[SUPPLIED MATERIAL Boundary: Start]
pub mod club_repository;
pub mod in_memory_club_repository;

pub use club_repository::{ClubRepository, MySqlClubRepository};
pub use in_memory_club_repository::InMemoryClubRepository;
// MySQL persistence for members and the member-owned club references
//
// Club references live in `member_clubs`, keyed by (member_id, sort_order)
// so the same club can be referenced twice. Saving a member rewrites its
// references in one transaction.

use std::collections::HashMap;

use async_trait::async_trait;
use sqlx::{MySql, MySqlPool, Transaction};
use uuid::Uuid;

use crate::core::{AppError, Relations, Repository, Result};
use crate::modules::clubs::models::Club;
use crate::modules::clubs::repositories::club_repository::ClubRow;
use crate::modules::members::models::Member;

/// Entity store for members
pub trait MemberRepository: Repository<Member> {}

impl<T: Repository<Member>> MemberRepository for T {}

/// Repository for member database operations
#[derive(Clone)]
pub struct MySqlMemberRepository {
    pool: MySqlPool,
}

impl MySqlMemberRepository {
    pub fn new(pool: MySqlPool) -> Self {
        Self { pool }
    }

    async fn load_clubs(&self, member_id: &str) -> Result<Vec<Club>> {
        let rows = sqlx::query_as::<_, ClubRow>(
            r#"
            SELECT c.id, c.name, c.founding_date, c.image, c.description
            FROM member_clubs mc
            JOIN clubs c ON c.id = mc.club_id
            WHERE mc.member_id = ?
            ORDER BY mc.sort_order
            "#,
        )
        .bind(member_id)
        .fetch_all(&self.pool)
        .await?;

        Ok(rows.into_iter().map(ClubRow::into_club).collect())
    }

    /// Replace the stored club references of a member within a transaction
    async fn write_club_refs(
        &self,
        tx: &mut Transaction<'_, MySql>,
        member_id: &str,
        club_ids: &[String],
    ) -> Result<()> {
        sqlx::query("DELETE FROM member_clubs WHERE member_id = ?")
            .bind(member_id)
            .execute(&mut **tx)
            .await
            .map_err(|e| AppError::Internal(format!("Failed to clear member clubs: {}", e)))?;

        for (position, club_id) in club_ids.iter().enumerate() {
            sqlx::query(
                r#"
                INSERT INTO member_clubs (member_id, sort_order, club_id)
                VALUES (?, ?, ?)
                "#,
            )
            .bind(member_id)
            .bind(position as u32)
            .bind(club_id)
            .execute(&mut **tx)
            .await
            .map_err(|e| AppError::Internal(format!("Failed to store member club: {}", e)))?;
        }

        Ok(())
    }
}

#[async_trait]
impl Repository<Member> for MySqlMemberRepository {
    async fn find_by_id(&self, id: &str, relations: Relations) -> Result<Option<Member>> {
        let row = sqlx::query_as::<_, MemberRow>(
            r#"
            SELECT id, name, email, birth_date
            FROM members
            WHERE id = ?
            "#,
        )
        .bind(id)
        .fetch_optional(&self.pool)
        .await?;

        let Some(row) = row else {
            return Ok(None);
        };

        let mut member = row.into_member();
        if relations.is_load() {
            member.clubs = self.load_clubs(id).await?;
        }

        Ok(Some(member))
    }

    async fn find_all(&self, relations: Relations) -> Result<Vec<Member>> {
        let rows = sqlx::query_as::<_, MemberRow>(
            r#"
            SELECT id, name, email, birth_date
            FROM members
            ORDER BY created_at, id
            "#,
        )
        .fetch_all(&self.pool)
        .await?;

        let mut members: Vec<Member> = rows.into_iter().map(MemberRow::into_member).collect();
        if !relations.is_load() {
            return Ok(members);
        }

        let club_rows = sqlx::query_as::<_, MemberClubRow>(
            r#"
            SELECT mc.member_id, c.id, c.name, c.founding_date, c.image, c.description
            FROM member_clubs mc
            JOIN clubs c ON c.id = mc.club_id
            ORDER BY mc.member_id, mc.sort_order
            "#,
        )
        .fetch_all(&self.pool)
        .await?;

        let mut by_member: HashMap<String, Vec<Club>> = HashMap::new();
        for row in club_rows {
            let (member_id, club) = row.split();
            by_member.entry(member_id).or_default().push(club);
        }

        for member in &mut members {
            if let Some(clubs) = member.id.as_ref().and_then(|id| by_member.remove(id)) {
                member.clubs = clubs;
            }
        }

        Ok(members)
    }

    async fn save(&self, member: Member) -> Result<Member> {
        let id = member.id.clone().unwrap_or_else(|| Uuid::new_v4().to_string());

        let mut tx = self
            .pool
            .begin()
            .await
            .map_err(|e| AppError::Internal(format!("Failed to start transaction: {}", e)))?;

        sqlx::query(
            r#"
            INSERT INTO members (id, name, email, birth_date)
            VALUES (?, ?, ?, ?)
            ON DUPLICATE KEY UPDATE
                name = VALUES(name),
                email = VALUES(email),
                birth_date = VALUES(birth_date)
            "#,
        )
        .bind(&id)
        .bind(&member.name)
        .bind(&member.email)
        .bind(&member.birth_date)
        .execute(&mut *tx)
        .await
        .map_err(|e| AppError::Internal(format!("Failed to save member: {}", e)))?;

        self.write_club_refs(&mut tx, &id, &member.club_ids()).await?;

        tx.commit()
            .await
            .map_err(|e| AppError::Internal(format!("Failed to commit transaction: {}", e)))?;

        Ok(Member {
            id: Some(id),
            ..member
        })
    }

    async fn remove(&self, member: &Member) -> Result<()> {
        let id = member
            .id
            .as_deref()
            .ok_or_else(|| AppError::internal("Cannot remove a member that was never saved"))?;

        // member_clubs rows go with it (ON DELETE CASCADE)
        sqlx::query("DELETE FROM members WHERE id = ?")
            .bind(id)
            .execute(&self.pool)
            .await
            .map_err(|e| AppError::Internal(format!("Failed to remove member: {}", e)))?;

        Ok(())
    }
}

// Helper structs for database mapping

#[derive(Debug, sqlx::FromRow)]
struct MemberRow {
    id: String,
    name: String,
    email: String,
    birth_date: String,
}

impl MemberRow {
    fn into_member(self) -> Member {
        Member {
            id: Some(self.id),
            name: self.name,
            email: self.email,
            birth_date: self.birth_date,
            clubs: Vec::new(),
        }
    }
}

#[derive(Debug, sqlx::FromRow)]
struct MemberClubRow {
    member_id: String,
    id: String,
    name: String,
    founding_date: String,
    image: String,
    description: String,
}

impl MemberClubRow {
    fn split(self) -> (String, Club) {
        let club = ClubRow {
            id: self.id,
            name: self.name,
            founding_date: self.founding_date,
            image: self.image,
            description: self.description,
        }
        .into_club();
        (self.member_id, club)
    }
}
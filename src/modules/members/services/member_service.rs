use std::sync::Arc;

use tracing::{info, warn};

use crate::core::{AppError, Relations, Result};
use crate::modules::members::models::{Member, UpdateMember};
use crate::modules::members::repositories::MemberRepository;

pub const MEMBER_NOT_FOUND: &str = "No se encontró la socio con el ID dado";
pub const EMAIL_NOT_PERMITTED: &str =
    "El correo de la socio ingresada no se encuentra dentro de los correoes permitidos";

/// Contact address check
///
/// Only rejects empty values; there is no allow-list behind it.
pub fn is_permitted_email(email: &str) -> bool {
    !email.is_empty()
}

/// Service for member CRUD
pub struct MemberService {
    member_repo: Arc<dyn MemberRepository>,
}

impl MemberService {
    pub fn new(member_repo: Arc<dyn MemberRepository>) -> Self {
        Self { member_repo }
    }

    /// All members with their clubs attached
    pub async fn list_all(&self) -> Result<Vec<Member>> {
        self.member_repo.find_all(Relations::Load).await
    }

    pub async fn get_by_id(&self, id: &str) -> Result<Member> {
        self.member_repo
            .find_by_id(id, Relations::Load)
            .await?
            .ok_or_else(|| AppError::not_found(MEMBER_NOT_FOUND))
    }

    pub async fn create(&self, member: Member) -> Result<Member> {
        ensure_permitted_email(&member.email)?;

        let created = self.member_repo.save(member).await?;
        info!(member_id = ?created.id, "Member created");

        Ok(created)
    }

    /// Validation runs before the existence lookup; club references survive
    pub async fn update(&self, id: &str, changes: UpdateMember) -> Result<Member> {
        ensure_permitted_email(&changes.email)?;

        let mut member = self
            .member_repo
            .find_by_id(id, Relations::Load)
            .await?
            .ok_or_else(|| AppError::not_found(MEMBER_NOT_FOUND))?;

        changes.apply_to(&mut member);
        let updated = self.member_repo.save(member).await?;
        info!(member_id = %id, "Member updated");

        Ok(updated)
    }

    pub async fn delete(&self, id: &str) -> Result<()> {
        let member = self
            .member_repo
            .find_by_id(id, Relations::Skip)
            .await?
            .ok_or_else(|| AppError::not_found(MEMBER_NOT_FOUND))?;

        self.member_repo.remove(&member).await?;
        info!(member_id = %id, "Member deleted");

        Ok(())
    }
}

fn ensure_permitted_email(email: &str) -> Result<()> {
    if !is_permitted_email(email) {
        warn!("Rejected member contact address");
        return Err(AppError::precondition_failed(EMAIL_NOT_PERMITTED));
    }
    Ok(())
}
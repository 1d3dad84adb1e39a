// A club members can join. Its member list is a derived view of the
// member-owned references and is only filled when relations are loaded.

use serde::{Deserialize, Serialize};
use url::{Host, Url};

use crate::core::{AppError, Result};
use crate::modules::members::models::Member;

/// Represents a club
#[derive(Debug, Clone, PartialEq, Eq, Serialize, Deserialize)]
pub struct Club {
    /// Unique club ID (UUID), `None` until persisted
    pub id: Option<String>,

    pub name: String,

    /// Founding date as supplied by the client
    pub founding_date: String,

    /// Image reference
    pub image: String,

    /// URL-shaped description
    pub description: String,

    /// Members referencing this club (only with `Relations::Load`)
    #[serde(default)]
    pub members: Vec<Member>,
}

impl Club {
    pub fn new(
        name: impl Into<String>,
        founding_date: impl Into<String>,
        image: impl Into<String>,
        description: impl Into<String>,
    ) -> Self {
        Self {
            id: None,
            name: name.into(),
            founding_date: founding_date.into(),
            image: image.into(),
            description: description.into(),
            members: Vec::new(),
        }
    }

    /// Returns true when this club carries the given id
    pub fn has_id(&self, id: &str) -> bool {
        self.id.as_deref() == Some(id)
    }

    /// Copy of the club without its relation
    pub fn without_members(&self) -> Self {
        Self {
            members: Vec::new(),
            ..self.clone()
        }
    }
}

/// Explicit set of updatable club fields
///
/// Applied over a persisted club; the members relation is never touched.
#[derive(Debug, Clone, PartialEq, Eq)]
pub struct UpdateClub {
    pub name: String,
    pub founding_date: String,
    pub image: String,
    pub description: String,
}

impl UpdateClub {
    pub fn apply_to(self, club: &mut Club) {
        club.name = self.name;
        club.founding_date = self.founding_date;
        club.image = self.image;
        club.description = self.description;
    }
}

/// Request body for POST /clubs and PUT /clubs/{club_id}
#[derive(Debug, Clone, Serialize, Deserialize)]
pub struct ClubRequest {
    pub name: String,
    pub founding_date: String,
    pub image: String,
    pub description: String,
}

impl ClubRequest {
    /// Shape checks only; business rules live in `ClubService`
    pub fn validate(&self) -> Result<()> {
        for (field, value) in [
            ("name", &self.name),
            ("founding_date", &self.founding_date),
            ("image", &self.image),
            ("description", &self.description),
        ] {
            if value.is_empty() {
                return Err(AppError::validation(format!("{} must not be empty", field)));
            }
        }

        if !is_url(&self.description) {
            return Err(AppError::validation("description must be a URL"));
        }

        Ok(())
    }

    pub fn into_club(self) -> Club {
        Club::new(self.name, self.founding_date, self.image, self.description)
    }

    pub fn into_update(self) -> UpdateClub {
        UpdateClub {
            name: self.name,
            founding_date: self.founding_date,
            image: self.image,
            description: self.description,
        }
    }
}

/// URL check for club descriptions
///
/// The scheme is optional (http, https or ftp when present); the host needs
/// a top-level domain unless it is an IP address. Whitespace and angle
/// brackets are never accepted, even where `Url::parse` would encode them.
fn is_url(value: &str) -> bool {
    if value.is_empty() || value.contains(|c: char| c.is_whitespace() || c == '<' || c == '>') {
        return false;
    }

    let with_protocol = if value.contains("://") {
        value.to_string()
    } else {
        format!("https://{}", value)
    };

    let Ok(parsed) = Url::parse(&with_protocol) else {
        return false;
    };

    if !matches!(parsed.scheme(), "http" | "https" | "ftp") {
        return false;
    }

    match parsed.host() {
        Some(Host::Domain(domain)) => has_tld(domain),
        Some(Host::Ipv4(_)) | Some(Host::Ipv6(_)) => true,
        None => false,
    }
}

fn has_tld(domain: &str) -> bool {
    let mut labels = domain.trim_end_matches('.').rsplit('.');
    let tld = labels.next().unwrap_or_default();
    let has_label = labels.next().is_some_and(|label| !label.is_empty());

    has_label
        && tld.len() >= 2
        && (tld.chars().all(char::is_alphabetic) || tld.starts_with("xn--"))
}
// MySQL repository round-trips
//
// Run with a reachable test database:
//   TEST_DATABASE_URL=mysql://... cargo test --test mysql_repository_test -- --ignored

#[path = "../helpers/mod.rs"]
mod helpers;

use clubhouse::core::{Relations, Repository};
use clubhouse::modules::clubs::{Club, MySqlClubRepository};
use clubhouse::modules::members::{Member, MySqlMemberRepository};
use helpers::*;
use uuid::Uuid;

fn club() -> Club {
    Club::new(
        format!("Club Social {}", Uuid::new_v4()),
        "1905-08-21",
        "https://img.example.com/club.png",
        "https://club.example.com",
    )
}

fn member() -> Member {
    Member::new(format!("Socio {}", Uuid::new_v4()), "socio@example.com", "1990-01-01")
}

#[tokio::test]
#[ignore = "Requires test database configuration"]
async fn test_club_save_and_find() {
    let pool = create_test_pool().await;
    let repo = MySqlClubRepository::new(pool);

    let saved = repo.save(club()).await.unwrap();
    let id = saved.id.clone().unwrap();

    let found = repo.find_by_id(&id, Relations::Skip).await.unwrap().unwrap();
    assert_eq!(found.name, saved.name);
    assert!(found.members.is_empty());

    let mut changed = found.clone();
    changed.name = format!("{} renombrado", changed.name);
    repo.save(changed.clone()).await.unwrap();

    let found = repo.find_by_id(&id, Relations::Skip).await.unwrap().unwrap();
    assert_eq!(found.name, changed.name);

    repo.remove(&found).await.unwrap();
    assert!(repo.find_by_id(&id, Relations::Skip).await.unwrap().is_none());
}

#[tokio::test]
#[ignore = "Requires test database configuration"]
async fn test_member_clubs_keep_order_and_duplicates() {
    let pool = create_test_pool().await;
    let clubs = MySqlClubRepository::new(pool.clone());
    let members = MySqlMemberRepository::new(pool);

    let a = clubs.save(club()).await.unwrap();
    let b = clubs.save(club()).await.unwrap();

    let mut m = member();
    m.clubs = vec![b.clone(), a.clone(), b.clone()];
    let saved = members.save(m).await.unwrap();
    let member_id = saved.id.clone().unwrap();

    let found = members
        .find_by_id(&member_id, Relations::Load)
        .await
        .unwrap()
        .unwrap();
    assert_eq!(
        found.club_ids(),
        vec![b.id.clone().unwrap(), a.id.clone().unwrap(), b.id.clone().unwrap()]
    );

    let club_a = clubs
        .find_by_id(a.id.as_deref().unwrap(), Relations::Load)
        .await
        .unwrap()
        .unwrap();
    assert!(club_a.members.iter().any(|m| m.has_id(&member_id)));

    // Deleting a club cascades its join rows
    clubs.remove(&b).await.unwrap();
    let found = members
        .find_by_id(&member_id, Relations::Load)
        .await
        .unwrap()
        .unwrap();
    assert_eq!(found.club_ids(), vec![a.id.clone().unwrap()]);

    members.remove(&found).await.unwrap();
    clubs.remove(&a).await.unwrap();
    assert!(members
        .find_by_id(&member_id, Relations::Skip)
        .await
        .unwrap()
        .is_none());
}

#[tokio::test]
#[ignore = "Requires test database configuration"]
async fn test_member_update_rewrites_references() {
    let pool = create_test_pool().await;
    let clubs = MySqlClubRepository::new(pool.clone());
    let members = MySqlMemberRepository::new(pool);

    let a = clubs.save(club()).await.unwrap();
    let b = clubs.save(club()).await.unwrap();

    let mut m = member();
    m.clubs = vec![a.clone()];
    let mut saved = members.save(m).await.unwrap();

    saved.clubs = vec![b.clone()];
    saved.email = "otro@example.com".to_string();
    let updated = members.save(saved).await.unwrap();
    let member_id = updated.id.clone().unwrap();

    let found = members
        .find_by_id(&member_id, Relations::Load)
        .await
        .unwrap()
        .unwrap();
    assert_eq!(found.email, "otro@example.com");
    assert_eq!(found.club_ids(), vec![b.id.clone().unwrap()]);

    members.remove(&found).await.unwrap();
    clubs.remove(&a).await.unwrap();
    clubs.remove(&b).await.unwrap();
}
[SUPPLIED MATERIAL Boundary: End]
# YOUR TASK
Everything from the first line of the records through the line containing "member database operations" is to be set down exactly, while later lines are left out.

# EXERCISE RESULT
pub mod club_repository;
pub mod in_memory_club_repository;

pub use club_repository::{ClubRepository, MySqlClubRepository};
pub use in_memory_club_repository::InMemoryClubRepository;
// MySQL persistence for members and the member-owned club references
//
// Club references live in `member_clubs`, keyed by (member_id, sort_order)
// so the same club can be referenced twice. Saving a member rewrites its
// references in one transaction.

use std::collections::HashMap;

use async_trait::async_trait;
use sqlx::{MySql, MySqlPool, Transaction};
use uuid::Uuid;

use crate::core::{AppError, Relations, Repository, Result};
use crate::modules::clubs::models::Club;
use crate::modules::clubs::repositories::club_repository::ClubRow;
use crate::modules::members::models::Member;

/// Entity store for members
pub trait MemberRepository: Repository<Member> {}

impl<T: Repository<Member>> MemberRepository for T {}

/// Repository for member database operations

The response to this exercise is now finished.